A gold standard has historically had a tendency for prices to be stable or slightly deflationary. This means that wage rates, cash balances, savings, and bonds tend to gain purchasing power over time. This type of monetary system rewards the hard-working and frugal classes, which leads to an expansion of the middle-income class and the economy.
This graph from the Pew Research Center provides enticing evidence of the differential impact of gold versus fiat paper money.
The graph shows that economic inequality declined in the United States from 1917 to the early 1970s, when Nixon took the United States off of the Bretton Woods gold standard. The darker shaded areas of the graph represent the 99 percent, while the light area at the top represents the percentage of total income of the upper 1 percent. Economic inequality increased during the inflationary 1920s, but the lower-income classes rapidly improved versus the 1 percent when the gold standard was restored after WWII. The graph shows both marginal improvement and stability in economic inequality from the late 1940s to the early 1970s. Since going off the gold standard in 1971 the trend has been for much greater economic inequality.

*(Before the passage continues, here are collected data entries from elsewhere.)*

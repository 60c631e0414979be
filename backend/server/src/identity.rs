//! # Pseudo-identities
//!
//! Visitors are never stored by address. Every record instead carries
//! `sha256(address, day, salt)`, which:
//!
//! - is stable for one address within one UTC calendar day, so same-day
//!   duplicates (second poll vote, fourth feedback) can be detected
//! - changes completely at UTC midnight, so nobody can follow a visitor
//!   across days
//! - cannot be brute forced back to an address without the salt, which only
//!   lives in process memory
//!
//! Rotating the salt changes every future identity but leaves stored ones
//! untouched.
use std::fmt;

use chrono::NaiveDate;
use serde::Serialize;
use sha2::{Digest, Sha256};
use thiserror::Error;

const SEPARATOR: u8 = 0x1f;

#[derive(Error, Debug, PartialEq, Eq)]
#[error("Analytics salt must not be empty")]
pub struct EmptySalt;

#[derive(Clone)]
pub struct Salt(String);

impl Salt {
    pub fn new(value: impl Into<String>) -> Result<Self, EmptySalt> {
        let value = value.into();

        if value.trim().is_empty() {
            return Err(EmptySalt);
        }

        Ok(Self(value))
    }
}

impl fmt::Debug for Salt {
    fn fmt(&self, f: &mut fmt::Formatter<'_>) -> fmt::Result {
        f.write_str("Salt(<redacted>)")
    }
}

/// 64 lowercase hex characters.
#[derive(Debug, Clone, PartialEq, Eq, Hash, Serialize)]
pub struct PseudoIdentity(String);

impl PseudoIdentity {
    pub fn as_str(&self) -> &str {
        &self.0
    }
}

impl fmt::Display for PseudoIdentity {
    fn fmt(&self, f: &mut fmt::Formatter<'_>) -> fmt::Result {
        f.write_str(&self.0)
    }
}

pub fn derive(address: &str, day: NaiveDate, salt: &Salt) -> PseudoIdentity {
    let mut hasher = Sha256::new();

    hasher.update(address.as_bytes());
    hasher.update([SEPARATOR]);
    hasher.update(day.format("%Y-%m-%d").to_string().as_bytes());
    hasher.update([SEPARATOR]);
    hasher.update(salt.0.as_bytes());

    PseudoIdentity(hex::encode(hasher.finalize()))
}

#[derive(Debug, Clone)]
pub struct IdentityHasher {
    salt: Salt,
}

impl IdentityHasher {
    pub fn new(salt: Salt) -> Self {
        Self { salt }
    }

    pub fn derive(&self, address: &str, day: NaiveDate) -> PseudoIdentity {
        derive(address, day, &self.salt)
    }
}
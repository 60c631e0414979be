use std::{path::PathBuf, sync::Arc};

use catalog::load_catalog;
use tracing::info;

use super::{
    config::Config,
    engagement::Engagement,
    error::StartupError,
    geo::Geolocator,
    identity::IdentityHasher,
    ledger::Ledger,
};

pub struct State {
    pub engagement: Engagement,
    pub platform_user: String,
    pub platform_password: String,
    /// Source for `/api/platform/catalog/reload`, `None` for in-memory catalogs.
    pub catalog_path: Option<PathBuf>,
}

impl State {
    pub fn new(config: Config) -> Result<Arc<Self>, StartupError> {
        let catalog = load_catalog(&config.catalog_path)?;
        info!("Loaded {} candidates from {}", catalog.len(), config.catalog_path.display());

        let ledger = Ledger::open(&config.db_path)?;
        info!("Opened ledger at {}", config.db_path.display());

        let geo = Geolocator::open(&config.geoip_path);

        let engagement = Engagement::new(
            ledger,
            catalog,
            Arc::new(geo),
            IdentityHasher::new(config.salt),
            config.policy,
        );

        Ok(Arc::new(Self {
            engagement,
            platform_user: config.platform_user,
            platform_password: config.platform_password,
            catalog_path: Some(config.catalog_path),
        }))
    }

    pub fn from_parts(
        engagement: Engagement,
        platform_user: impl Into<String>,
        platform_password: impl Into<String>,
    ) -> Arc<Self> {
        Arc::new(Self {
            engagement,
            platform_user: platform_user.into(),
            platform_password: platform_password.into(),
            catalog_path: None,
        })
    }
}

All of these problems were not due to the laziness of the American people. Females moved into the workforce in record numbers, and the two-income family was established, mostly to try to maintain standards of living. Unfortunately, the 1960s and 1970s were two decades when government employment expanded the most, so that much of this increased labor effort produced little of value. Working for government can even be a net negative for the economy in the sense that government employees can do actual harm to the production of useful goods and services. The “new economists” in the service of the state are a good example of that.
- 1. Arthur Okun, The Political Economy of Prosperity (Washington, DC: Brookings Institution, 1970), p. 57.
- 2. Ibid., p. 31.
- 3. Ibid., p. 32.
- 4. Ibid., p. 37.
- 5. Ibid., p. 43.
- 6. Ibid.
- 7. John Brooks, The Go-Go Years: The Drama and Crashing Finale of Wall Street’s Bullish 60s (New York: Allworth Press, 1973), pp. 137–39.
- 8. Ibid., p. 187.
- 9. Ibid., p. 4.
- 10. Thomas Piketty, Capital in the Twenty-First Century (Cambridge, MA: Harvard University Press, 2014).